-- Opening Marker --

use anyhow::Context;
use sqlx::PgPool;
use time::macros::date;
use uuid::Uuid;

use crate::core::security;
use crate::core::state::AppState;
use crate::core::time::primitive_now_utc;
use crate::db::types::{ADMIN_ROLE, USER_ROLE};
use crate::repositories;

pub(crate) async fn ensure_roles(pool: &PgPool) -> anyhow::Result<()> {
    repositories::roles::ensure(pool, ADMIN_ROLE, "Administrator").await?;
    repositories::roles::ensure(pool, USER_ROLE, "Regular User").await?;
    Ok(())
}

/// Creates the configured admin account, or repairs its password, activity and role.
pub(crate) async fn ensure_superuser(state: &AppState) -> anyhow::Result<()> {
    let admin = state.settings().admin();
    if admin.first_superuser_password.is_empty() {
        tracing::warn!("FIRST_SUPERUSER_PASSWORD not configured; skipping superuser creation");
        return Ok(());
    }

    let username = &admin.first_superuser_username;
    let now = primitive_now_utc();

    if let Some(user) = repositories::users::find_by_login(state.db(), username).await? {
        let verified =
            security::verify_password(&admin.first_superuser_password, &user.password_hash)
                .unwrap_or(false);
        let password_hash = if verified {
            None
        } else {
            Some(security::hash_password(&admin.first_superuser_password)?)
        };

        let needs_update = password_hash.is_some() || !user.is_active;
        if needs_update {
            repositories::users::update(
                state.db(),
                &user.id,
                repositories::users::UpdateUser {
                    full_name: None,
                    qualification: None,
                    date_of_birth: None,
                    is_active: Some(true),
                    password_hash,
                    updated_at: now,
                },
            )
            .await?;
        }
        let granted = repositories::roles::assign(state.db(), &user.id, ADMIN_ROLE).await?;

        if needs_update || granted {
            tracing::info!(username = %username, "Updated default superuser");
        } else {
            tracing::info!("Default superuser already up to date");
        }
        return Ok(());
    }

    let id = Uuid::new_v4().to_string();
    let mut tx = state.db().begin().await?;
    repositories::users::create(
        &mut *tx,
        repositories::users::CreateUser {
            id: &id,
            username,
            email: &admin.first_superuser_email,
            password_hash: security::hash_password(&admin.first_superuser_password)?,
            full_name: "Administrator",
            qualification: None,
            date_of_birth: None,
            is_active: true,
            created_at: now,
        },
    )
    .await?;
    repositories::roles::assign(&mut *tx, &id, ADMIN_ROLE).await?;
    tx.commit().await?;

    tracing::info!(username = %username, "Created default superuser");
    Ok(())
}

const DEMO_QUESTIONS: [(&str, [&str; 4], i32); 4] = [
    (
        "What is a variable in programming?",
        ["A container for data", "A type of loop", "A programming language", "Hardware component"],
        1,
    ),
    ("Which is a programming language?", ["HTML", "CSS", "Python", "JSON"], 3),
    (
        "What does \"if-else\" represent?",
        ["A loop", "A conditional statement", "A function", "A variable"],
        2,
    ),
    (
        "Purpose of comments in code?",
        ["Execute code", "Make code faster", "Explain code", "Create variables"],
        3,
    ),
];

const EXTRA_SUBJECTS: [(&str, &str, &str, &str); 2] = [
    ("Mathematics", "Mathematical concepts", "Algebra", "Basic algebra"),
    ("Data Structures", "Data organization", "Arrays", "Linear structures"),
];

/// Demo content for fresh installs. Safe to run repeatedly.
pub(crate) async fn seed_default_data(state: &AppState) -> anyhow::Result<()> {
    let pool = state.db();
    let now = primitive_now_utc();

    if !repositories::users::exists_by_username(pool, "dummy").await? {
        let id = Uuid::new_v4().to_string();
        let mut tx = pool.begin().await?;
        repositories::users::create(
            &mut *tx,
            repositories::users::CreateUser {
                id: &id,
                username: "dummy",
                email: "dummy@example.com",
                password_hash: security::hash_password("dummy123")?,
                full_name: "Test Student",
                qualification: Some("Bachelor of Science"),
                date_of_birth: Some(date!(1995 - 05 - 15)),
                is_active: true,
                created_at: now,
            },
        )
        .await?;
        repositories::roles::assign(&mut *tx, &id, USER_ROLE).await?;
        tx.commit().await?;
    }

    let subject_id =
        upsert_subject(pool, "Computer Science", "Fundamental computer science concepts").await?;
    let chapter_id = upsert_chapter(
        pool,
        &subject_id,
        "Programming Basics",
        "Introduction to programming concepts",
    )
    .await?;

    let quiz_id = match sqlx::query_scalar::<_, String>(
        "SELECT id FROM quizzes WHERE chapter_id = $1 AND title = $2",
    )
    .bind(&chapter_id)
    .bind("Basic Programming Quiz")
    .fetch_optional(pool)
    .await?
    {
        Some(id) => id,
        None => {
            let id = Uuid::new_v4().to_string();
            repositories::quizzes::create(
                pool,
                repositories::quizzes::CreateQuiz {
                    id: &id,
                    chapter_id: &chapter_id,
                    title: "Basic Programming Quiz",
                    date_of_quiz: now.date(),
                    time_duration: "00:30",
                    remarks: "Test your programming knowledge",
                    is_active: true,
                    created_at: now,
                },
            )
            .await?;
            id
        }
    };

    for (statement, options, correct_option) in DEMO_QUESTIONS {
        sqlx::query(
            "INSERT INTO questions (
                id, quiz_id, question_statement, option1, option2, option3, option4,
                correct_option, marks, created_at, updated_at
            ) VALUES ($1, $2, $3, $4, $5, $6, $7, $8, 25, $9, $9)
            ON CONFLICT (quiz_id, question_statement) DO NOTHING",
        )
        .bind(Uuid::new_v4().to_string())
        .bind(&quiz_id)
        .bind(statement)
        .bind(options[0])
        .bind(options[1])
        .bind(options[2])
        .bind(options[3])
        .bind(correct_option)
        .bind(now)
        .execute(pool)
        .await
        .context("Failed to seed demo question")?;
    }

    for (subject, description, chapter, chapter_description) in EXTRA_SUBJECTS {
        let subject_id = upsert_subject(pool, subject, description).await?;
        upsert_chapter(pool, &subject_id, chapter, chapter_description).await?;
    }

    tracing::info!("Default data ensured");
    Ok(())
}

async fn upsert_subject(pool: &PgPool, name: &str, description: &str) -> anyhow::Result<String> {
    let now = primitive_now_utc();
    sqlx::query(
        "INSERT INTO subjects (id, name, description, created_at, updated_at)
         VALUES ($1, $2, $3, $4, $4)
         ON CONFLICT (name) DO NOTHING",
    )
    .bind(Uuid::new_v4().to_string())
    .bind(name)
    .bind(description)
    .bind(now)
    .execute(pool)
    .await?;

    sqlx::query_scalar::<_, String>("SELECT id FROM subjects WHERE name = $1")
        .bind(name)
        .fetch_one(pool)
        .await
        .with_context(|| format!("Failed to seed subject {name}"))
}

async fn upsert_chapter(
    pool: &PgPool,
    subject_id: &str,
    name: &str,
    description: &str,
) -> anyhow::Result<String> {
    let now = primitive_now_utc();
    sqlx::query(
        "INSERT INTO chapters (id, subject_id, name, description, created_at, updated_at)
         VALUES ($1, $2, $3, $4, $5, $5)
         ON CONFLICT (subject_id, name) DO NOTHING",
    )
    .bind(Uuid::new_v4().to_string())
    .bind(subject_id)
    .bind(name)
    .bind(description)
    .bind(now)
    .execute(pool)
    .await?;

    sqlx::query_scalar::<_, String>("SELECT id FROM chapters WHERE subject_id = $1 AND name = $2")
        .bind(subject_id)
        .bind(name)
        .fetch_one(pool)
        .await
        .with_context(|| format!("Failed to seed chapter {name}"))
}

#[cfg(test)]
mod tests {
    use super::*;
    use crate::test_support;

    #[tokio::test]
    async fn seeding_twice_creates_nothing_new() {
        let Some(ctx) = test_support::setup_test_context().await else {
            return;
        };

        seed_default_data(&ctx.state).await.unwrap();
        let counts = || async {
            sqlx::query_as::<_, (i64, i64, i64, i64)>(
                "SELECT (SELECT COUNT(*) FROM subjects), (SELECT COUNT(*) FROM chapters),
                        (SELECT COUNT(*) FROM quizzes), (SELECT COUNT(*) FROM questions)",
            )
            .fetch_one(ctx.state.db())
            .await
            .unwrap()
        };
        let first = counts().await;
        seed_default_data(&ctx.state).await.unwrap();

        assert_eq!(first, (3, 3, 1, 4));
        assert_eq!(counts().await, first);
    }

    #[tokio::test]
    async fn superuser_is_created_with_admin_role() {
        let Some(ctx) = test_support::setup_test_context().await else {
            return;
        };

        ensure_superuser(&ctx.state).await.unwrap();
        ensure_superuser(&ctx.state).await.unwrap();

        let username = &ctx.state.settings().admin().first_superuser_username;
        let admin = repositories::users::find_by_login(ctx.state.db(), username)
            .await
            .unwrap()
            .expect("superuser");
        assert!(admin.is_admin());
        assert!(admin.is_active);
    }
}
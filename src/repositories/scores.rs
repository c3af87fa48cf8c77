use sqlx::{PgExecutor, PgPool, Postgres, QueryBuilder};
use time::PrimitiveDateTime;

use crate::db::models::Score;

/// `total_marks` is recomputed from the quiz's current questions on every read.
pub(crate) const COLUMNS: &str = "\
    sc.id, sc.user_id, u.full_name AS user_name, sc.quiz_id, q.title AS quiz_title, \
    sc.time_stamp_of_attempt, sc.total_scored, sc.total_questions, sc.time_taken, \
    (SELECT COALESCE(SUM(qs.marks), 0) FROM questions qs WHERE qs.quiz_id = sc.quiz_id)::BIGINT \
        AS total_marks";

pub(crate) const FROM: &str = "FROM scores sc \
    JOIN users u ON u.id = sc.user_id \
    JOIN quizzes q ON q.id = sc.quiz_id";

pub(crate) async fn find_by_id(
    executor: impl PgExecutor<'_>,
    id: &str,
) -> Result<Option<Score>, sqlx::Error> {
    sqlx::query_as::<_, Score>(&format!("SELECT {COLUMNS} {FROM} WHERE sc.id = $1"))
        .bind(id)
        .fetch_optional(executor)
        .await
}

/// Attempts newest first, optionally restricted to one user and/or quiz.
pub(crate) async fn list(
    pool: &PgPool,
    user_id: Option<&str>,
    quiz_id: Option<&str>,
) -> Result<Vec<Score>, sqlx::Error> {
    let mut builder = QueryBuilder::<Postgres>::new(format!("SELECT {COLUMNS} {FROM} WHERE TRUE"));

    if let Some(user_id) = user_id {
        builder.push(" AND sc.user_id = ");
        builder.push_bind(user_id.to_string());
    }
    if let Some(quiz_id) = quiz_id {
        builder.push(" AND sc.quiz_id = ");
        builder.push_bind(quiz_id.to_string());
    }

    builder.push(" ORDER BY sc.time_stamp_of_attempt DESC, sc.id");
    builder.build_query_as::<Score>().fetch_all(pool).await
}

pub(crate) async fn count_attempts(
    executor: impl PgExecutor<'_>,
    user_id: &str,
    quiz_id: &str,
) -> Result<i64, sqlx::Error> {
    sqlx::query_scalar::<_, i64>("SELECT COUNT(*) FROM scores WHERE user_id = $1 AND quiz_id = $2")
        .bind(user_id)
        .bind(quiz_id)
        .fetch_one(executor)
        .await
}

pub(crate) struct CreateScore<'a> {
    pub(crate) id: &'a str,
    pub(crate) user_id: &'a str,
    pub(crate) quiz_id: &'a str,
    pub(crate) time_stamp_of_attempt: PrimitiveDateTime,
    pub(crate) total_scored: i32,
    pub(crate) total_questions: i32,
    pub(crate) time_taken: &'a str,
}

pub(crate) async fn create(
    executor: impl PgExecutor<'_>,
    params: CreateScore<'_>,
) -> Result<(), sqlx::Error> {
    sqlx::query(
        "INSERT INTO scores (
            id, user_id, quiz_id, time_stamp_of_attempt, total_scored, total_questions, time_taken
        ) VALUES ($1, $2, $3, $4, $5, $6, $7)",
    )
    .bind(params.id)
    .bind(params.user_id)
    .bind(params.quiz_id)
    .bind(params.time_stamp_of_attempt)
    .bind(params.total_scored)
    .bind(params.total_questions)
    .bind(params.time_taken)
    .execute(executor)
    .await?;
    Ok(())
}

pub(crate) async fn last_attempt_at(
    pool: &PgPool,
    user_id: &str,
) -> Result<Option<PrimitiveDateTime>, sqlx::Error> {
    sqlx::query_scalar::<_, Option<PrimitiveDateTime>>(
        "SELECT MAX(time_stamp_of_attempt) FROM scores WHERE user_id = $1",
    )
    .bind(user_id)
    .fetch_one(pool)
    .await
}
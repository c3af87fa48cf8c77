use serde::{Deserialize, Serialize};
use validator::Validate;

use crate::core::time::format_primitive;
use crate::db::models::{Chapter, Subject};
use crate::schemas::trimmed;

#[derive(Debug, Deserialize, Validate)]
pub(crate) struct SubjectPayload {
    #[serde(default, deserialize_with = "trimmed")]
    #[validate(length(
        min = 3,
        max = 100,
        message = "Length of name should be between 3 and 100 characters"
    ))]
    pub(crate) name: String,
    #[serde(default, deserialize_with = "trimmed")]
    #[validate(length(min = 1, max = 1000, message = "Description must be 1-1000 characters"))]
    pub(crate) description: String,
}

#[derive(Debug, Deserialize, Validate)]
pub(crate) struct ChapterPayload {
    #[serde(default, deserialize_with = "trimmed")]
    #[validate(length(
        min = 3,
        max = 100,
        message = "Length of name should be between 3 and 100 characters"
    ))]
    pub(crate) name: String,
    #[serde(default, deserialize_with = "trimmed")]
    #[validate(length(min = 1, max = 1000, message = "Description must be 1-1000 characters"))]
    pub(crate) description: String,
    #[serde(default, deserialize_with = "trimmed")]
    #[validate(length(min = 1, message = "subject_id is required"))]
    pub(crate) subject_id: String,
}

#[derive(Debug, Default, Deserialize)]
pub(crate) struct SubjectListQuery {
    #[serde(default)]
    pub(crate) search: Option<String>,
}

#[derive(Debug, Default, Deserialize)]
pub(crate) struct ChapterListQuery {
    #[serde(default)]
    pub(crate) search: Option<String>,
    #[serde(default)]
    pub(crate) subject_id: Option<String>,
}

#[derive(Debug, Clone, Serialize, Deserialize)]
pub(crate) struct SubjectResponse {
    pub(crate) id: String,
    pub(crate) name: String,
    pub(crate) description: String,
    pub(crate) chapters_count: i64,
    pub(crate) created_at: String,
    pub(crate) updated_at: String,
}

impl SubjectResponse {
    pub(crate) fn from_db(subject: Subject) -> Self {
        Self {
            id: subject.id,
            name: subject.name,
            description: subject.description,
            chapters_count: subject.chapters_count,
            created_at: format_primitive(subject.created_at),
            updated_at: format_primitive(subject.updated_at),
        }
    }
}

#[derive(Debug, Clone, Serialize, Deserialize)]
pub(crate) struct ChapterResponse {
    pub(crate) id: String,
    pub(crate) name: String,
    pub(crate) description: String,
    pub(crate) subject_id: String,
    pub(crate) subject_name: String,
    pub(crate) quizzes_count: i64,
    pub(crate) created_at: String,
    pub(crate) updated_at: String,
}

impl ChapterResponse {
    pub(crate) fn from_db(chapter: Chapter) -> Self {
        Self {
            id: chapter.id,
            name: chapter.name,
            description: chapter.description,
            subject_id: chapter.subject_id,
            subject_name: chapter.subject_name,
            quizzes_count: chapter.quizzes_count,
            created_at: format_primitive(chapter.created_at),
            updated_at: format_primitive(chapter.updated_at),
        }
    }
}
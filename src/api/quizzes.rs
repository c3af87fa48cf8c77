use axum::{
    extract::{Path, Query, State},
    http::StatusCode,
    routing::get,
    Json, Router,
};
use uuid::Uuid;

use crate::api::errors::ApiError;
use crate::api::guards::CurrentAdmin;
use crate::api::validation::{search_term, validate_date, validate_hh_mm, validate_payload};
use crate::core::cache::{Mutation, Namespace, QUIZ_LIST_TTL};
use crate::core::state::AppState;
use crate::core::time::primitive_now_utc;
use crate::db::models::Quiz;
use crate::repositories;
use crate::repositories::quizzes::QuizFilter;
use crate::schemas::quiz::{QuizListQuery, QuizPayload, QuizResponse};
use crate::schemas::MessageResponse;

const QUIZ_MISSING: &str = "Quiz not found";

pub(crate) fn router() -> Router<AppState> {
    Router::new()
        .route("/", get(list_quizzes).post(create_quiz))
        .route("/:id", get(get_quiz).put(update_quiz).delete(delete_quiz))
}

async fn list_quizzes(
    State(state): State<AppState>,
    Query(params): Query<QuizListQuery>,
) -> Result<Json<Vec<QuizResponse>>, ApiError> {
    let filter = QuizFilter {
        search: search_term(params.search.as_deref()),
        chapter_id: search_term(params.chapter_id.as_deref()),
        is_active: params.is_active,
    };
    let key = state.cache().key(
        Namespace::Quizzes,
        &format!(
            "list:{}:{}:{}",
            filter.chapter_id.unwrap_or_default(),
            filter.is_active.map(|active| active.to_string()).unwrap_or_default(),
            filter.search.unwrap_or_default().to_lowercase()
        ),
    );
    if let Some(cached) = state.cache().get::<Vec<QuizResponse>>(&key).await {
        return Ok(Json(cached));
    }

    let quizzes = repositories::quizzes::list(state.db(), filter)
        .await
        .map_err(|e| ApiError::internal(e, "Failed to list quizzes"))?;
    let response: Vec<QuizResponse> = quizzes.into_iter().map(QuizResponse::from_db).collect();

    state.cache().set(&key, &response, QUIZ_LIST_TTL).await;
    Ok(Json(response))
}

async fn get_quiz(
    State(state): State<AppState>,
    Path(id): Path<String>,
) -> Result<Json<QuizResponse>, ApiError> {
    let quiz = load(&state, &id).await?;
    Ok(Json(QuizResponse::from_db(quiz)))
}

async fn create_quiz(
    CurrentAdmin(admin): CurrentAdmin,
    State(state): State<AppState>,
    Json(payload): Json<QuizPayload>,
) -> Result<(StatusCode, Json<QuizResponse>), ApiError> {
    validate_payload(&payload)?;
    let date_of_quiz = validate_date(&payload.date_of_quiz)?;
    let time_duration = validate_hh_mm(&payload.time_duration)?;
    ensure_chapter(&state, &payload.chapter_id).await?;

    let id = Uuid::new_v4().to_string();
    repositories::quizzes::create(
        state.db(),
        repositories::quizzes::CreateQuiz {
            id: &id,
            chapter_id: &payload.chapter_id,
            title: &payload.title,
            date_of_quiz,
            time_duration: &time_duration,
            remarks: &payload.remarks,
            is_active: payload.is_active.unwrap_or(true),
            created_at: primitive_now_utc(),
        },
    )
    .await
    .map_err(|e| ApiError::from_write(e, "Failed to create quiz"))?;

    state.cache().invalidate_for(Mutation::Quiz).await;
    tracing::info!(admin_id = %admin.id, quiz_id = %id, action = "quiz_create", "Quiz created");

    let quiz = load(&state, &id).await?;
    Ok((StatusCode::CREATED, Json(QuizResponse::from_db(quiz))))
}

async fn update_quiz(
    CurrentAdmin(admin): CurrentAdmin,
    State(state): State<AppState>,
    Path(id): Path<String>,
    Json(payload): Json<QuizPayload>,
) -> Result<Json<QuizResponse>, ApiError> {
    validate_payload(&payload)?;
    let date_of_quiz = validate_date(&payload.date_of_quiz)?;
    let time_duration = validate_hh_mm(&payload.time_duration)?;
    load(&state, &id).await?;
    ensure_chapter(&state, &payload.chapter_id).await?;

    repositories::quizzes::update(
        state.db(),
        &id,
        repositories::quizzes::UpdateQuiz {
            chapter_id: Some(&payload.chapter_id),
            title: Some(&payload.title),
            date_of_quiz: Some(date_of_quiz),
            time_duration: Some(&time_duration),
            remarks: Some(&payload.remarks),
            is_active: payload.is_active,
            updated_at: primitive_now_utc(),
        },
    )
    .await
    .map_err(|e| ApiError::from_write(e, "Failed to update quiz"))?;

    state.cache().invalidate_for(Mutation::Quiz).await;
    tracing::info!(admin_id = %admin.id, quiz_id = %id, action = "quiz_update", "Quiz updated");

    let quiz = load(&state, &id).await?;
    Ok(Json(QuizResponse::from_db(quiz)))
}

async fn delete_quiz(
    CurrentAdmin(admin): CurrentAdmin,
    State(state): State<AppState>,
    Path(id): Path<String>,
) -> Result<Json<MessageResponse>, ApiError> {
    let removed = repositories::quizzes::delete(state.db(), &id)
        .await
        .map_err(|e| ApiError::internal(e, "Failed to delete quiz"))?;
    if removed == 0 {
        return Err(ApiError::NotFound(QUIZ_MISSING.to_string()));
    }

    state.cache().invalidate_for(Mutation::Quiz).await;
    tracing::info!(admin_id = %admin.id, quiz_id = %id, action = "quiz_delete", "Quiz deleted");
    Ok(Json(MessageResponse::new("Quiz deleted successfully")))
}

async fn ensure_chapter(state: &AppState, chapter_id: &str) -> Result<(), ApiError> {
    let exists = repositories::chapters::exists(state.db(), chapter_id)
        .await
        .map_err(|e| ApiError::internal(e, "Failed to load chapter"))?;
    if exists {
        Ok(())
    } else {
        Err(ApiError::BadRequest("Chapter not found".to_string()))
    }
}

async fn load(state: &AppState, id: &str) -> Result<Quiz, ApiError> {
    repositories::quizzes::find_by_id(state.db(), id)
        .await
        .map_err(|e| ApiError::internal(e, "Failed to load quiz"))?
        .ok_or_else(|| ApiError::NotFound(QUIZ_MISSING.to_string()))
}

#[cfg(test)]
mod tests;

-- Closing Marker --

Exercise instructions: From the records given above, copy all lines containing "What".

Output of the exercise:
        "What is a variable in programming?",
        "What does \"if-else\" represent?",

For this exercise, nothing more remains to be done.